Although the media often neglect to mention it, every state in America—including states with near-total restrictions on abortion—has an exception for the “life of the mother.” And states uniformly require doctors to use their “best medical judgement” in emergency cases to ensure that the pregnant woman is safe.
Abortion advocates such as Karkowsky seek to separate women who want to use abortion drugs from any necessary connection to doctors or medical facilities. Then they complain that women such as Amber Thurman and Candi Miller in Georgia are dying from using abortion drugs without adequate medical attention.
That’s like someone killing her parents and then asking for leniency because she’s an orphan.

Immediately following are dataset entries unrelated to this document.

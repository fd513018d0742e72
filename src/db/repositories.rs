//! Repository database queries.
//!
//! Repositories are keyed by their canonical URL and created lazily by the
//! first index job that runs for them.

use serde::{Deserialize, Serialize};
use sqlx::{FromRow, Sqlite};

use crate::models::RepositoryIdentity;
use crate::Result;

/// Repository record from the database.
#[derive(Debug, Clone, FromRow, Serialize, Deserialize)]
pub struct Repository {
    pub id: i64,
    pub url: String,
    pub name: String,
    pub owner: String,
    pub last_indexed_at: Option<String>,
    pub created_at: String,
    pub updated_at: String,
}

impl Repository {
    /// Get full repository path (owner/name).
    pub fn full_name(&self) -> String {
        format!("{}/{}", self.owner, self.name)
    }
}

/// Find or create the repository row for an identity.
///
/// A single `INSERT .. ON CONFLICT(url)` statement, so concurrent index jobs
/// for the same URL converge on one row.
pub async fn upsert_repository<'e, E>(executor: E, identity: &RepositoryIdentity) -> Result<Repository>
where
    E: sqlx::Executor<'e, Database = Sqlite>,
{
    let repo = sqlx::query_as::<_, Repository>(
        r#"
        INSERT INTO repositories (url, name, owner)
        VALUES (?, ?, ?)
        ON CONFLICT(url) DO UPDATE SET updated_at = datetime('now')
        RETURNING *
        "#,
    )
    .bind(identity.url())
    .bind(&identity.name)
    .bind(&identity.owner)
    .fetch_one(executor)
    .await?;

    Ok(repo)
}

/// Look up a repository by id.
pub async fn get_repository<'e, E>(executor: E, id: i64) -> Result<Option<Repository>>
where
    E: sqlx::Executor<'e, Database = Sqlite>,
{
    let repo = sqlx::query_as::<_, Repository>("SELECT * FROM repositories WHERE id = ?")
        .bind(id)
        .fetch_optional(executor)
        .await?;

    Ok(repo)
}

/// Look up a repository by its canonical URL.
pub async fn get_repository_by_url<'e, E>(executor: E, url: &str) -> Result<Option<Repository>>
where
    E: sqlx::Executor<'e, Database = Sqlite>,
{
    let repo = sqlx::query_as::<_, Repository>("SELECT * FROM repositories WHERE url = ?")
        .bind(url)
        .fetch_optional(executor)
        .await?;

    Ok(repo)
}

/// Record a successful indexing run.
pub async fn mark_repository_indexed<'e, E>(executor: E, id: i64) -> Result<Repository>
where
    E: sqlx::Executor<'e, Database = Sqlite>,
{
    let repo = sqlx::query_as::<_, Repository>(
        r#"
        UPDATE repositories SET
            last_indexed_at = datetime('now'),
            updated_at = datetime('now')
        WHERE id = ?
        RETURNING *
        "#,
    )
    .bind(id)
    .fetch_one(executor)
    .await?;

    Ok(repo)
}

/// Count stored repositories.
pub async fn count_repositories<'e, E>(executor: E) -> Result<i64>
where
    E: sqlx::Executor<'e, Database = Sqlite>,
{
    let (count,): (i64,) = sqlx::query_as("SELECT COUNT(*) FROM repositories")
        .fetch_one(executor)
        .await?;
    Ok(count)
}
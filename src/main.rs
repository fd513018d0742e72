//! DeepWiki - repository to wiki backend
//!
//! Fetches GitHub READMEs, indexes them and generates wiki pages in
//! background jobs, with status polling over a REST API.

use std::net::SocketAddr;

use anyhow::Context;
use tokio::net::TcpListener;
use tracing_subscriber::{layer::SubscriberExt, util::SubscriberInitExt, EnvFilter};

use deepwiki::config::{Config, LogFormat, LoggingConfig};
use deepwiki::services::JobWorker;
use deepwiki::{api, AppState};

#[tokio::main]
async fn main() -> anyhow::Result<()> {
    // Load configuration
    let config = Config::from_env();

    init_tracing(&config.logging);

    tracing::info!(
        "Starting DeepWiki server on {}:{}",
        config.server.host,
        config.server.port
    );

    let addr: SocketAddr = config
        .bind_addr()
        .parse()
        .with_context(|| format!("Invalid listen address {}", config.bind_addr()))?;

    // Initialize application state
    let state = AppState::new(config.clone())
        .await
        .context("Failed to initialize application state")?;
    tracing::info!(database = %config.database.path, "Application state initialized");

    // Start background job worker
    let _job_worker_handle = if config.worker.enabled {
        let job_worker = JobWorker::new(state.task_context(), config.worker.clone());
        let handle = job_worker.start().await;
        tracing::info!(worker_id = %job_worker.worker_id(), "Background job worker started");
        Some(handle)
    } else {
        tracing::warn!("Job worker disabled, queued jobs will wait for an external worker");
        None
    };

    let app = api::app(state);

    let listener = TcpListener::bind(addr).await?;
    tracing::info!("Listening on {}", addr);

    axum::serve(listener, app).await?;

    Ok(())
}

fn init_tracing(logging: &LoggingConfig) {
    let filter = EnvFilter::try_new(&logging.filter)
        .unwrap_or_else(|_| EnvFilter::new("deepwiki=info,tower_http=info"));

    let registry = tracing_subscriber::registry().with(filter);
    match logging.format {
        LogFormat::Json => registry.with(tracing_subscriber::fmt::layer().json()).init(),
        LogFormat::Text => registry.with(tracing_subscriber::fmt::layer()).init(),
    }
}
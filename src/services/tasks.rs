//! Task bodies executed by the job worker.
//!
//! Each body drives one job through its status transitions, reporting
//! progress to both the task queue (status poll details) and the job
//! record store. Database work happens in short transactions that are
//! never held across a fetch or a pipeline call. A failing body rolls back
//! its transaction, records FAILURE in a separate write, and returns the
//! error so the queue marks the task failed as well.

use std::sync::Arc;

use serde_json::{json, Value};
use tracing::{info, warn};

use super::{markdown, ContentFetcher, ContentGenerator, ContentIndexer, FetchError, TaskQueue};
use crate::db::{self, CreateJob, DbPool, TaskState};
use crate::models::{JobKind, JobStatus, RepositoryIdentity};
use crate::{Error, Result};

/// Dependencies shared by all task bodies.
#[derive(Clone)]
pub struct TaskContext {
    pub db: DbPool,
    pub queue: TaskQueue,
    pub fetcher: Arc<dyn ContentFetcher>,
    pub indexer: Arc<dyn ContentIndexer>,
    pub generator: Arc<dyn ContentGenerator>,
}

impl TaskContext {
    /// Report a non-terminal transition for a job.
    async fn report(&self, job_id: &str, status: JobStatus, progress: i64, message: &str) {
        let state = match status {
            JobStatus::Started => TaskState::Started,
            _ => TaskState::Progress,
        };
        let meta = json!({ "progress": progress, "message": message });

        if let Err(e) = self.queue.update_state(job_id, state, &meta).await {
            warn!(job_id, error = %e, "Failed to record task progress");
        }
        if let Err(e) = db::update_job_status(&self.db, job_id, status, Some(progress)).await {
            warn!(job_id, error = %e, "Failed to update job record progress");
        }
    }

    /// Write FAILURE to the job record in its own committed statement.
    async fn record_failure(&self, job_id: &str, err: &Error) {
        let payload = json!({
            "error": err.to_string(),
            "error_type": err.kind(),
            "traceback": error_chain(err),
        });

        match db::fail_job(&self.db, job_id, &payload).await {
            Ok(_) => warn!(job_id, error = %err, error_type = err.kind(), "Job failed"),
            Err(e) => warn!(job_id, error = %e, "Failed to record job failure"),
        }
    }
}

/// Run the task body registered for `kind`.
pub async fn run_task(ctx: &TaskContext, kind: JobKind, job_id: &str, kwargs: &Value) -> Result<Value> {
    // A re-claimed task whose job already committed must not run again.
    if let Some(job) = db::get_job_optional(&ctx.db, job_id).await? {
        if job.is_finished() {
            info!(job_id, status = %job.status, "Job already finished, skipping task body");
            return match job.status_enum() {
                Some(JobStatus::Success) => Ok(job.result_json().unwrap_or(Value::Null)),
                _ => Err(Error::Internal(format!(
                    "job {} already finished with status {}",
                    job_id, job.status
                ))),
            };
        }
    }

    // Dispatch may have queued the task without managing to write the record.
    let record = CreateJob::new(job_id, kind).with_params(kwargs.clone());
    if let Err(e) = db::ensure_job(&ctx.db, record).await {
        warn!(job_id, error = %e, "Failed to ensure job record");
    }

    let outcome = match kind {
        JobKind::IndexRepository => index_repository(ctx, job_id, kwargs).await,
        JobKind::GenerateWiki => generate_wiki(ctx, job_id, kwargs).await,
    };

    if let Err(e) = &outcome {
        ctx.record_failure(job_id, e).await;
    }

    outcome
}

/// Index a repository's README into its knowledge base.
///
/// STARTED, PROGRESS(20) after fetch, PROGRESS(50) after indexing, then
/// SUCCESS with the repository and knowledge base persisted together.
async fn index_repository(ctx: &TaskContext, job_id: &str, kwargs: &Value) -> Result<Value> {
    let identity = identity_from_kwargs(kwargs)?;
    info!(job_id, repo = %identity, "Indexing repository");

    ctx.report(job_id, JobStatus::Started, 0, "Fetching repository content").await;

    let text = match ctx.fetcher.fetch_primary_document(&identity).await {
        Ok(text) => text,
        Err(FetchError::NotFound(msg)) => {
            warn!(job_id, repo = %identity, reason = %msg, "No README found, indexing zero documents");
            String::new()
        }
        Err(e) => return Err(e.into()),
    };
    if text.trim().is_empty() {
        warn!(job_id, repo = %identity, "Repository content is empty");
    }

    ctx.report(job_id, JobStatus::Progress, 20, "Content fetched").await;

    let metadata = json!({
        "source": "readme",
        "owner": identity.owner,
        "name": identity.name,
        "url": identity.url(),
    });
    let summary = ctx.indexer.index(&identity, &text, &metadata).await?;

    ctx.report(job_id, JobStatus::Progress, 50, "Content indexed").await;

    let mut tx = ctx.db.begin().await?;

    let repo = db::upsert_repository(&mut *tx, &identity).await?;
    let repo = db::mark_repository_indexed(&mut *tx, repo.id).await?;
    let kb = db::add_knowledge_base_documents(&mut *tx, repo.id, summary.documents).await?;
    let stored_sections =
        db::replace_knowledge_sections(&mut *tx, kb.id, &markdown::split_sections(&text)).await?;
    db::link_job_repository(&mut *tx, job_id, repo.id).await?;

    let result = json!({
        "repository_id": repo.id,
        "knowledge_base_id": kb.id,
        "owner": repo.owner,
        "name": repo.name,
        "url": repo.url,
        "documents_indexed": summary.documents,
        "document_count": kb.document_count,
        "sections": summary.sections,
        "stored_sections": stored_sections,
        "characters": summary.characters,
    });
    db::complete_job(&mut *tx, job_id, &result).await?;

    tx.commit().await?;

    info!(
        job_id,
        repo = %identity,
        documents = summary.documents,
        document_count = kb.document_count,
        "Repository indexed"
    );

    Ok(result)
}

/// Generate and store the wiki page of an indexed repository.
///
/// STARTED, PROGRESS(30) before generation, PROGRESS(80) before saving,
/// then SUCCESS with the document version bumped.
async fn generate_wiki(ctx: &TaskContext, job_id: &str, kwargs: &Value) -> Result<Value> {
    let identity = identity_from_kwargs(kwargs)?;
    info!(job_id, repo = %identity, "Generating wiki");

    ctx.report(job_id, JobStatus::Started, 0, "Looking up repository").await;

    let repo = db::get_repository_by_url(&ctx.db, &identity.url())
        .await?
        .ok_or_else(|| {
            Error::NotFound(format!(
                "Repository {} not found, index it before generating a wiki",
                identity
            ))
        })?;

    let source = ctx.fetcher.fetch_primary_document(&identity).await?;

    ctx.report(job_id, JobStatus::Progress, 30, "Generating wiki content").await;

    let content = ctx.generator.generate(&identity, &source).await?;
    if content.trim().is_empty() {
        return Err(Error::Generation(format!(
            "no content was generated for {}",
            identity
        )));
    }

    ctx.report(job_id, JobStatus::Progress, 80, "Saving wiki document").await;

    let mut tx = ctx.db.begin().await?;

    let doc = db::save_wiki_document(&mut *tx, repo.id, &content).await?;
    db::link_job_repository(&mut *tx, job_id, repo.id).await?;

    let result = json!({
        "repository_id": repo.id,
        "wiki_document_id": doc.id,
        "owner": repo.owner,
        "name": repo.name,
        "version": doc.version,
        "characters": content.chars().count(),
    });
    db::complete_job(&mut *tx, job_id, &result).await?;

    tx.commit().await?;

    info!(job_id, repo = %identity, version = doc.version, "Wiki generated");

    Ok(result)
}

fn identity_from_kwargs(kwargs: &Value) -> Result<RepositoryIdentity> {
    let url = kwargs
        .get("url")
        .and_then(|v| v.as_str())
        .ok_or_else(|| Error::Validation("task kwargs are missing 'url'".to_string()))?;
    RepositoryIdentity::resolve(url)
}

/// Render an error and its sources, outermost first.
pub fn error_chain(err: &(dyn std::error::Error + 'static)) -> String {
    let mut lines = vec![err.to_string()];
    let mut source = err.source();
    while let Some(cause) = source {
        lines.push(format!("caused by: {}", cause));
        source = cause.source();
    }
    lines.join("\n")
}

#[cfg(test)]
mod tests {
    use super::*;

    #[test]
    fn test_identity_from_kwargs() {
        let identity =
            identity_from_kwargs(&json!({"url": "https://github.com/acme/widgets.git"})).unwrap();
        assert_eq!(identity.canonical_id, "acme_widgets");

        assert!(matches!(
            identity_from_kwargs(&json!({})),
            Err(Error::Validation(_))
        ));
        assert!(matches!(
            identity_from_kwargs(&json!({"url": "https://gitlab.com/acme/widgets"})),
            Err(Error::InvalidUrl(_))
        ));
    }

    #[test]
    fn test_error_chain_lists_sources() {
        let err = Error::Database(sqlx::Error::Io(std::io::Error::new(
            std::io::ErrorKind::Other,
            "disk on fire",
        )));
        let chain = error_chain(&err);
        assert!(chain.starts_with("Database error:"));
        assert!(chain.contains("caused by:"));
    }
}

The fact of the matter is that Thurman and Miller died from a combination of complications related to the de-regulated abortion pill (made more accessible and dangerous by the Biden-Harris administration) as well as simple medical malpractice—not from Georgia’s commonsense abortion restrictions.
The pro-abortion lobby, legacy media, and abortion practitioners are lying to you—both on the impact of state abortion laws and the purported inability to receive safe “reproductive care.” The entire abortion industry is, after all, built on fraud.
Americans would do well to ignore the hype.
Thomas Jipping is a senior legal fellow in the Edwin Meese III Center for Legal and Judicial Studies at The Heritage Foundation.
Sarah Parshall Perry is a senior legal fellow in The Heritage Foundation's Edwin Meese III Center for Legal and Judicial Studies.